Tuesday, June 25, 2013
1.14 (PC Hoofthuis)
Jan-Henrik Meyer , Rachel Carson Center for Environment and Society, University of Munich
Scientific expertise is a constitutive element of modern environmental policy making, both as a source of knowledge and as a source of legitimacy. Such legitimacy is based on the myth of the independent expert, who judges by the rational standards of science alone. However, an increasingly politicized expertise has been crucial already in the establishment of environmentalism as a political concept in the late 1960s, when scientists called for political action on global ecological issues. This paper explores the role scientific experts played in the emergence of an environmental policy of the European Communities (EC) starting with the first environmental action programme of 1973. My core argument is that the development of an environmental policy went hand in hand with a politicization of expertise.

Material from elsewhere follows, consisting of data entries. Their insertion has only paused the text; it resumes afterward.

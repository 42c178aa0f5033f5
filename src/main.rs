use anyhow::Result;
use tracing::{info, warn};
use tracing_subscriber::{layer::SubscriberExt, util::SubscriberInitExt};

use image_gen_relay::{Config, build_state, router};

#[tokio::main]
async fn main() -> Result<()> {
    dotenvy::dotenv().ok();
    tracing_subscriber::registry()
        .with(
            tracing_subscriber::EnvFilter::try_from_default_env()
                .unwrap_or_else(|_| "image_gen_relay=info,tower_http=info".into()),
        )
        .with(tracing_subscriber::fmt::layer())
        .init();

    let config = Config::from_env()?;
    if config.api_key.is_none() {
        warn!("HUGGINGFACE_API_KEY is not set; generation requests will fail");
    }

    let state = build_state(&config).await?;
    let bind_address = config.bind_address();
    let tcp_listener = tokio::net::TcpListener::bind(&bind_address).await?;

    info!(
        "image generator started at http://{} (inference endpoint {})",
        bind_address, config.api_url
    );

    axum::serve(tcp_listener, router(state))
        .with_graceful_shutdown(async {
            let _ = tokio::signal::ctrl_c().await;
        })
        .await?;
    Ok(())
}
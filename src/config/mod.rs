//! Configuration management subsystem.
//!
//! # Data Flow
//! ```text
//! config file (TOML, optional)
//!     → loader.rs (parse & deserialize)
//!     → validation.rs (semantic checks)
//!     → GatewayConfig (validated, immutable)
//!     → shared with the server at startup
//! ```
//!
//! # Design Decisions
//! - Config is immutable once loaded; there is no reload path
//! - All fields have defaults so an empty (or absent) file works
//! - Validation separates syntactic (serde) from semantic checks

pub mod loader;
pub mod schema;
pub mod validation;

pub use loader::{load_config, ConfigError};
pub use schema::{GatewayConfig, ListenerConfig, ObservabilityConfig, TimeoutConfig, UpstreamConfig};
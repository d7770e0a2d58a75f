//! Observability subsystem.
//!
//! # Design Decisions
//! - Structured logging via `tracing`; fields over formatted strings
//! - `RUST_LOG` overrides the configured filter when set
//! - Request-level visibility comes from `tower_http::trace::TraceLayer`

pub mod logging;

pub use logging::init_tracing;
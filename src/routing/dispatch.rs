//! Ordered route classification.

use axum::http::Method;

/// The two outcomes a request can dispatch to.
#[derive(Debug, Clone, Copy, PartialEq, Eq)]
pub enum Route {
    /// POST /api: proxy the miner stats lookup to the upstream service.
    ApiProxy,
    /// Everything else: serve the embedded dashboard document.
    StaticPage,
}

impl Route {
    /// Classify a request by method and path. Rules are checked in order;
    /// first match wins.
    pub fn classify(method: &Method, path: &str) -> Self {
        if method == Method::POST && path == "/api" {
            return Self::ApiProxy;
        }
        Self::StaticPage
    }
}
//! HTTP client for the miner stats service.

use std::time::Duration;

use reqwest::StatusCode;
use url::Url;

use crate::config::UpstreamConfig;

/// Error type for upstream lookups.
#[derive(Debug, thiserror::Error)]
pub enum UpstreamError {
    #[error("invalid upstream base URL: {0}")]
    BaseUrl(#[from] url::ParseError),

    #[error("failed to build upstream client: {0}")]
    Build(#[source] reqwest::Error),

    #[error("upstream returned status {0}")]
    Status(StatusCode),

    #[error("upstream request failed: {0}")]
    Transport(#[source] reqwest::Error),

    #[error("upstream returned a non-JSON body: {0}")]
    Decode(#[source] reqwest::Error),
}

/// Client for the miner stats service.
///
/// Wallet addresses are passed through unvalidated; a malformed address
/// produces whatever error the upstream yields.
#[derive(Debug, Clone)]
pub struct MinerApi {
    client: reqwest::Client,
    base_url: Url,
}

impl MinerApi {
    /// Build a client from the upstream configuration.
    pub fn from_config(config: &UpstreamConfig) -> Result<Self, UpstreamError> {
        let base_url = Url::parse(&config.base_url)?;

        let mut builder = reqwest::Client::builder().user_agent(&config.user_agent);
        if let Some(secs) = config.request_timeout_secs {
            builder = builder.timeout(Duration::from_secs(secs));
        }
        let client = builder.build().map_err(UpstreamError::Build)?;

        Ok(Self { client, base_url })
    }

    /// Look up mining statistics for a wallet address.
    ///
    /// Issues exactly one GET request and relays the decoded JSON payload
    /// without inspecting its shape.
    pub async fn user_address(&self, wallet: &str) -> Result<serde_json::Value, UpstreamError> {
        let url = self.lookup_url(wallet);

        tracing::debug!(url = %url, "Fetching miner stats");

        let response = self
            .client
            .get(&url)
            .send()
            .await
            .map_err(UpstreamError::Transport)?;

        let status = response.status();
        if !status.is_success() {
            return Err(UpstreamError::Status(status));
        }

        response
            .json::<serde_json::Value>()
            .await
            .map_err(UpstreamError::Decode)
    }

    /// Build the lookup URL for a wallet address.
    fn lookup_url(&self, wallet: &str) -> String {
        format!(
            "{}/user_address/{}",
            self.base_url.as_str().trim_end_matches('/'),
            wallet
        )
    }
}
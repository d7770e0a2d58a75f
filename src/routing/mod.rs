//! Request classification subsystem.
//!
//! # Data Flow
//! ```text
//! Incoming Request (method, path)
//!     → dispatch.rs (ordered classification)
//!     → Return: Route::ApiProxy or Route::StaticPage
//! ```
//!
//! # Design Decisions
//! - Classification is an explicit tagged variant, not cascading conditionals
//! - Exact path match on "/api"; no prefix or regex matching
//! - First rule wins; everything unmatched falls through to the static page
//! - Deterministic: same input always yields the same route

pub mod dispatch;

pub use dispatch::Route;
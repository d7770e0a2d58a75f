//! HTTP server setup and request dispatch.
//!
//! # Responsibilities
//! - Create Axum Router with the catch-all dispatch handler
//! - Wire up middleware (tracing, request timeout)
//! - Bind server to listener and serve with graceful shutdown
//! - Classify requests and either proxy the miner lookup or serve the page
//!
//! # Design Decisions
//! - One handler, explicit `Route` classification: the routing table is the
//!   contract, not an emergent property of handler registration order
//! - The upstream payload is relayed verbatim after JSON re-serialization
//! - Every proxy failure collapses to one client-facing 500 error shape

use std::time::Duration;

use axum::{
    body::Body,
    extract::State,
    http::{Request, StatusCode},
    response::{IntoResponse, Response},
    routing::any,
    Json, Router,
};
use serde::Deserialize;
use tokio::net::TcpListener;
use tokio::sync::broadcast;
use tower_http::{timeout::TimeoutLayer, trace::TraceLayer};

use crate::config::GatewayConfig;
use crate::http::dashboard;
use crate::lifecycle::wait_for_signal;
use crate::routing::Route;
use crate::upstream::{MinerApi, UpstreamError};

/// Maximum inbound `/api` body size. Lookup bodies are a single wallet
/// address; anything near this cap is garbage.
const MAX_LOOKUP_BODY_BYTES: usize = 64 * 1024;

/// Application state injected into handlers.
#[derive(Clone)]
pub struct AppState {
    pub api: MinerApi,
}

/// HTTP server for the dashboard gateway.
pub struct HttpServer {
    router: Router,
    config: GatewayConfig,
}

impl HttpServer {
    /// Create a new HTTP server with the given configuration.
    pub fn new(config: GatewayConfig) -> Result<Self, UpstreamError> {
        let api = MinerApi::from_config(&config.upstream)?;
        let state = AppState { api };

        let router = Self::build_router(&config, state);
        Ok(Self { router, config })
    }

    /// Build the Axum router with all middleware layers.
    fn build_router(config: &GatewayConfig, state: AppState) -> Router {
        Router::new()
            .route("/{*path}", any(dispatch_handler))
            .route("/", any(dispatch_handler))
            .with_state(state)
            .layer(TimeoutLayer::new(Duration::from_secs(
                config.timeouts.request_secs,
            )))
            .layer(TraceLayer::new_for_http())
    }

    /// Run the server, accepting connections on the given listener until a
    /// shutdown signal arrives (OS signal or the broadcast channel).
    pub async fn run(
        self,
        listener: TcpListener,
        mut shutdown: broadcast::Receiver<()>,
    ) -> Result<(), std::io::Error> {
        let addr = listener.local_addr()?;
        tracing::info!(address = %addr, "HTTP server starting");

        axum::serve(listener, self.router)
            .with_graceful_shutdown(async move {
                tokio::select! {
                    () = wait_for_signal() => {}
                    _ = shutdown.recv() => {}
                }
                tracing::info!("Shutdown signal received");
            })
            .await?;

        tracing::info!("HTTP server stopped");
        Ok(())
    }

    /// Get a reference to the config.
    pub fn config(&self) -> &GatewayConfig {
        &self.config
    }
}

/// Inbound lookup body for the `/api` route.
#[derive(Debug, Deserialize)]
struct LookupRequest {
    wallet: String,
}

/// Catch-all handler. Classifies the request and dispatches it.
async fn dispatch_handler(State(state): State<AppState>, request: Request<Body>) -> Response {
    let method = request.method().clone();
    let path = request.uri().path().to_string();

    let route = Route::classify(&method, &path);
    tracing::debug!(method = %method, path = %path, route = ?route, "Dispatching request");

    match route {
        Route::ApiProxy => api_proxy(state, request).await,
        Route::StaticPage => dashboard::page().into_response(),
    }
}

/// Proxy the miner stats lookup to the upstream service.
///
/// Any failure along the way (unreadable or malformed inbound body, upstream
/// non-success status, transport failure, non-JSON upstream body) maps to
/// the same 500 error shape.
async fn api_proxy(state: AppState, request: Request<Body>) -> Response {
    let body = match axum::body::to_bytes(request.into_body(), MAX_LOOKUP_BODY_BYTES).await {
        Ok(bytes) => bytes,
        Err(e) => {
            tracing::warn!(error = %e, "Failed to read lookup body");
            return proxy_error();
        }
    };

    let lookup: LookupRequest = match serde_json::from_slice(&body) {
        Ok(lookup) => lookup,
        Err(e) => {
            tracing::warn!(error = %e, "Malformed lookup body");
            return proxy_error();
        }
    };

    match state.api.user_address(&lookup.wallet).await {
        Ok(payload) => (StatusCode::OK, Json(payload)).into_response(),
        Err(e) => {
            tracing::warn!(wallet = %lookup.wallet, error = %e, "Upstream lookup failed");
            proxy_error()
        }
    }
}

/// The one client-facing proxy error response.
fn proxy_error() -> Response {
    (
        StatusCode::INTERNAL_SERVER_ERROR,
        Json(serde_json::json!({ "error": "Invalid address or network issue." })),
    )
        .into_response()
}

#[cfg(test)]
mod tests {
    use super::*;

    #[test]
    fn proxy_error_has_the_fixed_shape() {
        let response = proxy_error();
        assert_eq!(response.status(), StatusCode::INTERNAL_SERVER_ERROR);
        assert_eq!(
            response.headers()["content-type"],
            "application/json"
        );
    }
}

When establishing the policy, it was indispensible for the Commission to get expert scientists on board, to deal with the extremely technical matters, such as creating common environmental terminologies and standards. Involving environmental experts in the EC also seemed useful from the perspective of a neofunctional logic, in order to gain allies for the new EC policy. As EC policy-making branched out towards more concrete and controversial issues, the Commission slowly came to realize that experts were frequently also advocates and hard to control. Drawing on cases of bird protection and nuclear power, the paper will discuss examples of the politics of expertise and the emergence of governance through expert committees.